> **Exercise**: Look through the data below, and copy each line that carries the word "Debug".

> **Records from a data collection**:
-------

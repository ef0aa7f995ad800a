//! 128-bit trace ids and their hex codecs.

use std::fmt;

use thiserror::Error;

/// Error returned when a hex string cannot be parsed into a trace id.
#[derive(Error, Debug, Clone, PartialEq, Eq)]
#[error("invalid hex trace id")]
pub struct ParseTraceIdError;

/// A 128-bit trace id stored as two unsigned 64-bit halves.
///
/// The lower half is the in-process numeric form used by legacy headers;
/// the upper half is only non-zero for 128-bit ids and travels hex-encoded.
/// An id is empty when both halves are zero.
#[derive(Clone, Copy, Debug, Default, PartialEq, Eq, Hash)]
pub struct TraceId {
    upper: u64,
    lower: u64,
}

impl TraceId {
    /// The empty (invalid) trace id.
    pub const EMPTY: TraceId = TraceId { upper: 0, lower: 0 };

    /// Construct a trace id from both halves.
    pub fn new(upper: u64, lower: u64) -> Self {
        TraceId { upper, lower }
    }

    /// Construct a 64-bit trace id.
    pub fn from_lower(lower: u64) -> Self {
        TraceId { upper: 0, lower }
    }

    /// Parse a hex-encoded trace id of up to 32 digits.
    ///
    /// Longer inputs keep only the rightmost 32 digits; leading zeros are
    /// stripped before numeric parsing, so an all-zero input yields the
    /// empty id rather than an error.
    pub fn from_hex(hex: &str) -> Result<Self, ParseTraceIdError> {
        if !hex.bytes().all(|b| b.is_ascii_hexdigit()) {
            return Err(ParseTraceIdError);
        }
        let hex = if hex.len() > 32 {
            &hex[hex.len() - 32..]
        } else {
            hex
        };
        let hex = hex.trim_start_matches('0');
        if hex.is_empty() {
            return Ok(TraceId::EMPTY);
        }
        if hex.len() <= 16 {
            let lower = u64::from_str_radix(hex, 16).map_err(|_| ParseTraceIdError)?;
            Ok(TraceId { upper: 0, lower })
        } else {
            let (upper, lower) = hex.split_at(hex.len() - 16);
            Ok(TraceId {
                upper: u64::from_str_radix(upper, 16).map_err(|_| ParseTraceIdError)?,
                lower: u64::from_str_radix(lower, 16).map_err(|_| ParseTraceIdError)?,
            })
        }
    }

    /// Returns `true` if both halves are zero.
    pub fn is_empty(&self) -> bool {
        self.upper == 0 && self.lower == 0
    }

    /// Returns `true` if the id does not fit in 64 bits.
    pub fn has_upper(&self) -> bool {
        self.upper != 0
    }

    /// The upper 64 bits.
    pub fn upper(&self) -> u64 {
        self.upper
    }

    /// The lower 64 bits.
    pub fn lower(&self) -> u64 {
        self.lower
    }

    /// Replace the lower 64 bits.
    pub fn set_lower(&mut self, lower: u64) {
        self.lower = lower;
    }

    /// Replace the upper 64 bits.
    pub fn set_upper(&mut self, upper: u64) {
        self.upper = upper;
    }

    /// Replace the upper 64 bits from exactly 16 hex digits.
    pub fn set_upper_from_hex(&mut self, hex: &str) -> Result<(), ParseTraceIdError> {
        if hex.len() != 16 || !hex.bytes().all(|b| b.is_ascii_hexdigit()) {
            return Err(ParseTraceIdError);
        }
        self.upper = u64::from_str_radix(hex, 16).map_err(|_| ParseTraceIdError)?;
        Ok(())
    }

    /// The full id as 32 lowercase hex digits.
    pub fn hex_encoded(&self) -> String {
        format!("{:016x}{:016x}", self.upper, self.lower)
    }

    /// The upper half as 16 lowercase hex digits.
    pub fn upper_hex(&self) -> String {
        format!("{:016x}", self.upper)
    }

    /// The lower half as 16 lowercase hex digits.
    pub fn lower_hex(&self) -> String {
        format!("{:016x}", self.lower)
    }
}

impl fmt::Display for TraceId {
    fn fmt(&self, f: &mut fmt::Formatter<'_>) -> fmt::Result {
        write!(f, "{:016x}{:016x}", self.upper, self.lower)
    }
}

#[cfg(test)]
mod tests {
    use super::*;

    #[rustfmt::skip]
    fn from_hex_data() -> Vec<(&'static str, u64, u64, &'static str)> {
        vec![
            ("1", 0, 1, "single digit"),
            ("00000000000000000000000000000001", 0, 1, "full width lower one"),
            ("0000000000000001", 0, 1, "16 digit lower one"),
            ("640cfd8d00000000000000000000002a", 0x640cfd8d00000000, 0x2a, "128 bit id"),
            ("abcdef0123456789", 0, 0xabcdef0123456789, "16 digit id"),
            ("00000000000000010000000000000000", 1, 0, "upper only"),
            ("ffffffffffffffffffffffffffffffff", u64::MAX, u64::MAX, "max id"),
            ("0", 0, 0, "zero"),
            ("00000000000000000000000000000000", 0, 0, "full width zero"),
            ("", 0, 0, "empty input"),
            ("999640cfd8d00000000000000000000002a", 0x640cfd8d00000000, 0x2a, "overlong keeps rightmost 32"),
        ]
    }

    #[test]
    fn from_hex() {
        for (input, upper, lower, reason) in from_hex_data() {
            let id = TraceId::from_hex(input).unwrap();
            assert_eq!(id.upper(), upper, "{reason}");
            assert_eq!(id.lower(), lower, "{reason}");
        }
    }

    #[test]
    fn from_hex_rejects_non_hex() {
        for input in ["qw", "640cfd8d0000000g", "0x12", "12 34", "café"] {
            assert!(TraceId::from_hex(input).is_err(), "{input}");
        }
    }

    #[test]
    fn set_upper_from_hex() {
        let mut id = TraceId::from_lower(42);
        id.set_upper_from_hex("640cfd8d00000000").unwrap();
        assert_eq!(id.upper(), 0x640cfd8d00000000);
        assert_eq!(id.lower(), 42);
        assert!(id.has_upper());

        for bad in ["", "640cfd8d", "640cfd8d0000000000", "640cfd8d0000000g"] {
            assert!(id.set_upper_from_hex(bad).is_err(), "{bad}");
        }
        // a failed update leaves the id untouched
        assert_eq!(id.upper(), 0x640cfd8d00000000);
    }

    #[test]
    fn hex_round_trip() {
        let id = TraceId::new(0x640cfd8d00000000, 0x2a);
        assert_eq!(id.hex_encoded(), "640cfd8d00000000000000000000002a");
        assert_eq!(id.upper_hex(), "640cfd8d00000000");
        assert_eq!(id.lower_hex(), "000000000000002a");
        assert_eq!(TraceId::from_hex(&id.hex_encoded()).unwrap(), id);
    }

    #[test]
    fn emptiness() {
        assert!(TraceId::EMPTY.is_empty());
        assert!(!TraceId::EMPTY.has_upper());
        assert!(!TraceId::from_lower(1).is_empty());

        let mut id = TraceId::EMPTY;
        id.set_upper(1);
        assert!(!id.is_empty());
        assert!(id.has_upper());
        id.set_upper(0);
        id.set_lower(7);
        assert!(!id.is_empty());
        assert!(!id.has_upper());
    }
}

-------

> **The answer**:
#[derive(Error, Debug, Clone, PartialEq, Eq)]
#[derive(Clone, Copy, Debug, Default, PartialEq, Eq, Hash)]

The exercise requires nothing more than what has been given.